Recently, the imidazolinone derivative
imepitoin has been approved for treatment of canine
epilepsy.
Imepitoin acts as a low-affinity partial agonist at the
benzodiazepine (BZD) site of the GABAA receptor and is the first compound with such mechanism that has been developed as an
antiepileptic drug (AED). This mechanism offers several advantages compared to full agonists, including less severe adverse effects and a lack of tolerance and dependence liability, which has been demonstrated in rodents, dogs, and nonhuman primates. In clinical trials in epileptic dogs,
imepitoin was shown to be an effective and safe AED. Recently,
seizures in dogs have been proposed as a translational platform for human therapeutic trials on new
epilepsy treatments.
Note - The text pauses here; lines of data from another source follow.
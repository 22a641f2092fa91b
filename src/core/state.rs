use std::sync::Arc;

use sqlx::PgPool;

use crate::core::config::Settings;
use crate::services::question_bank::PgQuestionBank;

#[derive(Clone)]
pub(crate) struct AppState {
    inner: Arc<InnerState>,
}

struct InnerState {
    settings: Settings,
    db: PgPool,
}

impl AppState {
    pub(crate) fn new(settings: Settings, db: PgPool) -> Self {
        Self { inner: Arc::new(InnerState { settings, db }) }
    }

    pub(crate) fn settings(&self) -> &Settings {
        &self.inner.settings
    }

    pub(crate) fn db(&self) -> &PgPool {
        &self.inner.db
    }

    /// Question bank store bound to this state's pool.
    pub(crate) fn question_bank(&self) -> PgQuestionBank {
        PgQuestionBank::new(self.inner.db.clone())
    }
}
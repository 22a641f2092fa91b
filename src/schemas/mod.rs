use std::collections::HashMap;

use serde::Serialize;

pub(crate) mod paper;
pub(crate) mod question;
pub(crate) mod template;

#[derive(Debug, Serialize)]
pub(crate) struct HealthResponse {
    pub(crate) service: String,
    pub(crate) status: String,
    pub(crate) components: HashMap<String, String>,
}

#[derive(Debug, Serialize)]
pub(crate) struct RootResponse {
    pub(crate) message: String,
    pub(crate) version: String,
    pub(crate) docs_url: String,
}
In the present study, we compared the
anticonvulsant efficacy of
imepitoin,
phenobarbital and the high-affinity partial BZD agonist
abecarnil in the timed i.v.
pentylenetetrazole (PTZ) seizure threshold test in dogs and, for comparison, in mice. Furthermore, adverse effects of treatments were compared in both species. All drugs dose-dependently increased the PTZ threshold in both species, but
anticonvulsant efficacy was higher in dogs than mice. At the doses selected for this study,
imepitoin was slightly less potent than
phenobarbital in increasing seizure threshold, but markedly more tolerable in both species. Effective doses of
imepitoin in the PTZ seizure model were in the same range as those suppressing spontaneous recurrent
seizures in epileptic dogs. The study demonstrates that low-affinity partial agonists at the
benzodiazepine site of the GABAA receptor, such as
imepitoin, offer advantages as a new category of AEDs.